** YOUR OBJECTIVE **
Please write out the listing exactly, with nothing altered.

:: DATA RECORDS ::

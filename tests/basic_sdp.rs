#![allow(non_snake_case)]

use splitcone::{algebra::*, solver::*};

const RT2: f64 = std::f64::consts::SQRT_2;

#[test]
fn test_sdp_triangle_feasible() {
    // minimize x1 + x2 subject to
    //   [x1   0.5]
    //   [0.5  x2 ]  ⪰ 0
    //
    // optimum at x1 = x2 = 0.5 with objective 1.
    let P = CscMatrix::zeros((2, 2));
    let q = vec![1., 1.];

    // s = svec(X) = (x1, 0.5·√2, x2)
    let A = CscMatrix::from(&[
        [-1., 0.], //
        [0., 0.],  //
        [0., -1.], //
    ]);
    let b = vec![0., 0.5 * RT2, 0.];

    let cones = vec![PSDTriangleConeT(2)];

    let settings = DefaultSettingsBuilder::default()
        .eps_abs(1e-6)
        .eps_rel(1e-6)
        .max_iter(20000)
        .build()
        .unwrap();
    let mut solver = DefaultSolver::new(&P, &q, &A, &b, &cones, settings).unwrap();

    solver.solve();

    assert_eq!(solver.solution.status, SolverStatus::Solved);
    assert!(solver.solution.x.norm_inf_diff(&[0.5, 0.5]) <= 1e-3);
    assert!((solver.solution.obj_val - 1.0).abs() <= 1e-3);

    // the slack must be (numerically) a PSD matrix:
    // check via its determinant and trace
    let s = &solver.solution.s;
    let (x11, x12, x22) = (s[0], s[1] / RT2, s[2]);
    assert!(x11 + x22 >= -1e-6);
    assert!(x11 * x22 - x12 * x12 >= -1e-6);
}

#[test]
fn test_sdp_full_storage_cone() {
    // same problem in full (square) storage:
    // s = vec(X) = (x1, 0.5, 0.5, x2) columnwise
    let P = CscMatrix::zeros((2, 2));
    let q = vec![1., 1.];

    let A = CscMatrix::from(&[
        [-1., 0.], //
        [0., 0.],  //
        [0., 0.],  //
        [0., -1.], //
    ]);
    let b = vec![0., 0.5, 0.5, 0.];

    let cones = vec![PSDConeT(2)];

    let settings = DefaultSettingsBuilder::default()
        .eps_abs(1e-6)
        .eps_rel(1e-6)
        .max_iter(20000)
        .build()
        .unwrap();
    let mut solver = DefaultSolver::new(&P, &q, &A, &b, &cones, settings).unwrap();

    solver.solve();

    assert_eq!(solver.solution.status, SolverStatus::Solved);
    assert!(solver.solution.x.norm_inf_diff(&[0.5, 0.5]) <= 1e-3);
}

:::

** SOLUTION TO THIS PROBLEM **
filename tests/basic_sdp.rs
#![allow(non_snake_case)]

use splitcone::{algebra::*, solver::*};

const RT2: f64 = std::f64::consts::SQRT_2;

#[test]
fn test_sdp_triangle_feasible() {
    // minimize x1 + x2 subject to
    //   [x1   0.5]
    //   [0.5  x2 ]  ⪰ 0
    //
    // optimum at x1 = x2 = 0.5 with objective 1.
    let P = CscMatrix::zeros((2, 2));
    let q = vec![1., 1.];

    // s = svec(X) = (x1, 0.5·√2, x2)
    let A = CscMatrix::from(&[
        [-1., 0.], //
        [0., 0.],  //
        [0., -1.], //
    ]);
    let b = vec![0., 0.5 * RT2, 0.];

    let cones = vec![PSDTriangleConeT(2)];

    let settings = DefaultSettingsBuilder::default()
        .eps_abs(1e-6)
        .eps_rel(1e-6)
        .max_iter(20000)
        .build()
        .unwrap();
    let mut solver = DefaultSolver::new(&P, &q, &A, &b, &cones, settings).unwrap();

    solver.solve();

    assert_eq!(solver.solution.status, SolverStatus::Solved);
    assert!(solver.solution.x.norm_inf_diff(&[0.5, 0.5]) <= 1e-3);
    assert!((solver.solution.obj_val - 1.0).abs() <= 1e-3);

    // the slack must be (numerically) a PSD matrix:
    // check via its determinant and trace
    let s = &solver.solution.s;
    let (x11, x12, x22) = (s[0], s[1] / RT2, s[2]);
    assert!(x11 + x22 >= -1e-6);
    assert!(x11 * x22 - x12 * x12 >= -1e-6);
}

#[test]
fn test_sdp_full_storage_cone() {
    // same problem in full (square) storage:
    // s = vec(X) = (x1, 0.5, 0.5, x2) columnwise
    let P = CscMatrix::zeros((2, 2));
    let q = vec![1., 1.];

    let A = CscMatrix::from(&[
        [-1., 0.], //
        [0., 0.],  //
        [0., 0.],  //
        [0., -1.], //
    ]);
    let b = vec![0., 0.5, 0.5, 0.];

    let cones = vec![PSDConeT(2)];

    let settings = DefaultSettingsBuilder::default()
        .eps_abs(1e-6)
        .eps_rel(1e-6)
        .max_iter(20000)
        .build()
        .unwrap();
    let mut solver = DefaultSolver::new(&P, &q, &A, &b, &cones, settings).unwrap();

    solver.solve();

    assert_eq!(solver.solution.status, SolverStatus::Solved);
    assert!(solver.solution.x.norm_inf_diff(&[0.5, 0.5]) <= 1e-3);
}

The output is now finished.